**ACTION ITEM**
Only the lines from the top of the data through the line containing "pub fn message(&self)" should be duplicated, exactly as they appear.

**EXTRACTED MATERIAL**
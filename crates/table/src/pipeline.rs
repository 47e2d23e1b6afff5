//! Row model pipeline: column filter -> global filter -> sort, plus facets.
//!
//! Stages are pure. Facet counts for a column are taken over rows that pass the
//! global filter and every column filter except that column's own.

use std::borrow::Cow;
use std::cmp::Ordering;
use std::collections::{BTreeMap, BTreeSet};

use gridwatch_core::columns::ColumnDef;
use gridwatch_core::{display_text, Row};
use gridwatch_search::{Rank, Ranker, NEUTRAL_RANK};
use metrics::histogram;
use serde::Serialize;
use smallvec::SmallVec;
use tracing::debug;

use crate::filter::{FilterState, SortDirection};

/// Distinct value -> occurrence count.
pub type Facet = BTreeMap<String, usize>;

/// Which kind of table is being shown; only affects the empty result.
#[derive(Debug, Clone, Copy, PartialEq, Eq, Default, Serialize)]
pub enum TableContext {
    #[default]
    Resources,
    Events,
}

#[derive(Debug, Clone, Copy, PartialEq, Eq, Serialize)]
pub enum EmptyState {
    NoResources,
    NoEvents,
}

impl EmptyState {
    pub fn message(&self) -> &'static str {
        "No results."
    }
}

#[derive(Debug, Clone, Serialize)]
pub struct TableView {
    /// Visible rows in display order.
    pub rows: Vec<Row>,
    pub visible_columns: Vec<ColumnDef>,
    pub facets: BTreeMap<String, Facet>,
    /// Set when no row survived the filters.
    pub empty: Option<EmptyState>,
    /// Row count before filtering.
    pub total: usize,
}

struct Candidate<'a> {
    pos: usize,
    rank: Rank,
    row: &'a Row,
}

/// Run every stage over `rows` (in insertion order).
pub fn compute(rows: &[Row], columns: &[ColumnDef], filter: &FilterState, ctx: TableContext, ranker: &Ranker) -> TableView {
    let started = std::time::Instant::now();
    let query = filter.global_query.trim();
    let facetable: Vec<&ColumnDef> = columns.iter().filter(|c| c.facetable).collect();
    let active: Vec<(&str, &BTreeSet<String>)> = filter
        .column_filters
        .iter()
        .filter(|(_, set)| !set.is_empty())
        .filter(|(key, _)| {
            let known = columns.iter().any(|c| &c.key == *key);
            if !known {
                debug!(column = %key, "column filter on unknown column ignored");
            }
            known
        })
        .map(|(k, set)| (k.as_str(), set))
        .collect();

    let mut facets: BTreeMap<String, Facet> = facetable.iter().map(|c| (c.key.clone(), Facet::new())).collect();
    let mut passing: Vec<Candidate<'_>> = Vec::new();

    for (pos, row) in rows.iter().enumerate() {
        let texts: Vec<String> = facetable.iter().map(|c| row.text(&c.key)).collect();
        let rank = if query.is_empty() {
            Some(NEUTRAL_RANK)
        } else {
            ranker.best(texts.iter().map(|s| s.as_str()), query)
        };
        let Some(rank) = rank else { continue };

        let failed: SmallVec<[&str; 2]> = active
            .iter()
            .filter(|(key, accepted)| !accepted.contains(&row.text(key)))
            .map(|(key, _)| *key)
            .collect();
        match failed.as_slice() {
            [] => {
                for (col, text) in facetable.iter().zip(texts.iter()) {
                    bump(&mut facets, &col.key, text);
                }
                passing.push(Candidate { pos, rank, row });
            }
            [only] => {
                if let Some(i) = facetable.iter().position(|c| c.key == *only) {
                    bump(&mut facets, only, &texts[i]);
                }
            }
            _ => {}
        }
    }

    let sort_keys: Vec<(&str, SortDirection)> = filter
        .sort
        .iter()
        .filter(|d| columns.iter().any(|c| c.key == d.key && c.sortable))
        .map(|d| (d.key.as_str(), d.direction))
        .collect();
    if !sort_keys.is_empty() {
        // Keys are built once per row; text is case-folded here, not per comparison.
        let mut keyed: Vec<(SmallVec<[SortKey<'_>; 2]>, Candidate<'_>)> = passing
            .into_iter()
            .map(|c| {
                let row = c.row;
                (sort_keys.iter().map(|(key, _)| sort_key(row.get(key))).collect(), c)
            })
            .collect();
        keyed.sort_by(|(ka, a), (kb, b)| {
            ka.iter()
                .zip(kb.iter())
                .zip(sort_keys.iter())
                .map(|((x, y), (_, dir))| {
                    let ord = compare_keys(x, y);
                    match dir {
                        SortDirection::Asc => ord,
                        SortDirection::Desc => ord.reverse(),
                    }
                })
                .find(|o| *o != Ordering::Equal)
                .unwrap_or(Ordering::Equal)
                .then(a.pos.cmp(&b.pos))
        });
        passing = keyed.into_iter().map(|(_, c)| c).collect();
    } else if !query.is_empty() {
        passing.sort_by(|a, b| b.rank.cmp(&a.rank).then(a.pos.cmp(&b.pos)));
    }

    let visible_rows: Vec<Row> = passing.into_iter().map(|c| c.row.clone()).collect();
    let empty = if visible_rows.is_empty() {
        Some(match ctx {
            TableContext::Resources => EmptyState::NoResources,
            TableContext::Events => EmptyState::NoEvents,
        })
    } else {
        None
    };
    histogram!("pipeline_ms").record(started.elapsed().as_secs_f64() * 1_000.0);
    TableView {
        rows: visible_rows,
        visible_columns: columns.iter().filter(|c| filter.is_visible(c)).cloned().collect(),
        facets,
        empty,
        total: rows.len(),
    }
}

fn bump(facets: &mut BTreeMap<String, Facet>, key: &str, value: &str) {
    if let Some(f) = facets.get_mut(key) {
        *f.entry(value.to_string()).or_insert(0) += 1;
    }
}

#[derive(Debug, PartialEq)]
enum SortKey<'a> {
    Missing,
    Bool(bool),
    Number(f64),
    Text { folded: String, exact: Cow<'a, str> },
}

impl SortKey<'_> {
    fn class(&self) -> u8 {
        match self {
            SortKey::Missing => 0,
            SortKey::Bool(_) => 1,
            SortKey::Number(_) => 2,
            SortKey::Text { .. } => 3,
        }
    }
}

fn text_key(exact: Cow<'_, str>) -> SortKey<'_> {
    SortKey::Text { folded: exact.to_lowercase(), exact }
}

fn sort_key(v: Option<&serde_json::Value>) -> SortKey<'_> {
    use serde_json::Value;
    match v {
        None | Some(Value::Null) => SortKey::Missing,
        Some(Value::Bool(b)) => SortKey::Bool(*b),
        Some(Value::Number(n)) => n.as_f64().map(SortKey::Number).unwrap_or(SortKey::Missing),
        Some(Value::String(s)) => match s.trim().parse::<f64>() {
            Ok(n) if n.is_finite() => SortKey::Number(n),
            _ => text_key(Cow::Borrowed(s.as_str())),
        },
        Some(other) => text_key(Cow::Owned(display_text(other))),
    }
}

fn compare_keys(a: &SortKey<'_>, b: &SortKey<'_>) -> Ordering {
    match (a, b) {
        (SortKey::Bool(x), SortKey::Bool(y)) => x.cmp(y),
        (SortKey::Number(x), SortKey::Number(y)) => x.total_cmp(y),
        (SortKey::Text { folded: fx, exact: x }, SortKey::Text { folded: fy, exact: y }) => fx.cmp(fy).then_with(|| x.cmp(y)),
        _ => a.class().cmp(&b.class()),
    }
}

/// Ordering used by the sort stage: missing < bool < number < text.
/// Numeric-looking strings compare as numbers; text compares case-insensitively first.
pub fn compare_values(a: Option<&serde_json::Value>, b: Option<&serde_json::Value>) -> Ordering {
    compare_keys(&sort_key(a), &sort_key(b))
}

#[cfg(test)]
mod tests {
    use super::*;
    use serde_json::json;

    #[test]
    fn values_order_by_class_then_content() {
        assert_eq!(compare_values(None, Some(&json!(false))), Ordering::Less);
        assert_eq!(compare_values(Some(&json!(2)), Some(&json!("10"))), Ordering::Less);
        assert_eq!(compare_values(Some(&json!("9")), Some(&json!("10"))), Ordering::Less);
        assert_eq!(compare_values(Some(&json!("beta")), Some(&json!("Alpha"))), Ordering::Greater);
        assert_eq!(compare_values(Some(&json!(3)), Some(&json!("abc"))), Ordering::Less);
        assert_eq!(compare_values(Some(&json!(null)), None), Ordering::Equal);
    }

    #[test]
    fn sort_keys_fold_case_once_at_construction() {
        let v = json!("Web-API");
        assert_eq!(sort_key(Some(&v)), SortKey::Text { folded: "web-api".into(), exact: Cow::Borrowed("Web-API") });
        assert_eq!(sort_key(Some(&json!(" 42 "))), SortKey::Number(42.0));
        assert_eq!(sort_key(Some(&json!(["a", "B"]))), SortKey::Text { folded: "a,b".into(), exact: Cow::Owned("a,B".into()) });
    }

    #[test]
    fn mixed_case_names_sort_case_insensitively_with_stable_ties() {
        use gridwatch_core::columns::columns_for;
        use gridwatch_core::{parse_row, ResourceKind, Scope};
        let scope = Scope::new("c", "k", None, ResourceKind::Pods);
        let rows: Vec<Row> = ["beta", "Alpha", "alpha", "Beta", "gamma"]
            .iter()
            .enumerate()
            .map(|(i, n)| {
                let status = if i % 2 == 0 { "Running" } else { "Pending" };
                parse_row(&scope, i, &json!({"name": n, "status": status})).unwrap()
            })
            .collect();
        let columns = columns_for(&ResourceKind::Pods);
        let filter = FilterState::default().then_sort("status", SortDirection::Desc).then_sort("name", SortDirection::Asc);
        let view = compute(&rows, &columns, &filter, TableContext::Resources, &Ranker::default());
        let names: Vec<&str> = view.rows.iter().map(|r| r.name.as_str()).collect();
        assert_eq!(names, vec!["alpha", "beta", "gamma", "Alpha", "Beta"]);

        let by_name = FilterState::default().then_sort("name", SortDirection::Asc);
        let view = compute(&rows, &columns, &by_name, TableContext::Resources, &Ranker::default());
        let names: Vec<&str> = view.rows.iter().map(|r| r.name.as_str()).collect();
        assert_eq!(names, vec!["Alpha", "alpha", "Beta", "beta", "gamma"]);
    }
}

**TASK RESULT**
filename crates/table/src/pipeline.rs
repository 47e2d23e1b6afff5
//! Row model pipeline: column filter -> global filter -> sort, plus facets.
//!
//! Stages are pure. Facet counts for a column are taken over rows that pass the
//! global filter and every column filter except that column's own.

use std::borrow::Cow;
use std::cmp::Ordering;
use std::collections::{BTreeMap, BTreeSet};

use gridwatch_core::columns::ColumnDef;
use gridwatch_core::{display_text, Row};
use gridwatch_search::{Rank, Ranker, NEUTRAL_RANK};
use metrics::histogram;
use serde::Serialize;
use smallvec::SmallVec;
use tracing::debug;

use crate::filter::{FilterState, SortDirection};

/// Distinct value -> occurrence count.
pub type Facet = BTreeMap<String, usize>;

/// Which kind of table is being shown; only affects the empty result.
#[derive(Debug, Clone, Copy, PartialEq, Eq, Default, Serialize)]
pub enum TableContext {
    #[default]
    Resources,
    Events,
}

#[derive(Debug, Clone, Copy, PartialEq, Eq, Serialize)]
pub enum EmptyState {
    NoResources,
    NoEvents,
}

impl EmptyState {
    pub fn message(&self) -> &'static str {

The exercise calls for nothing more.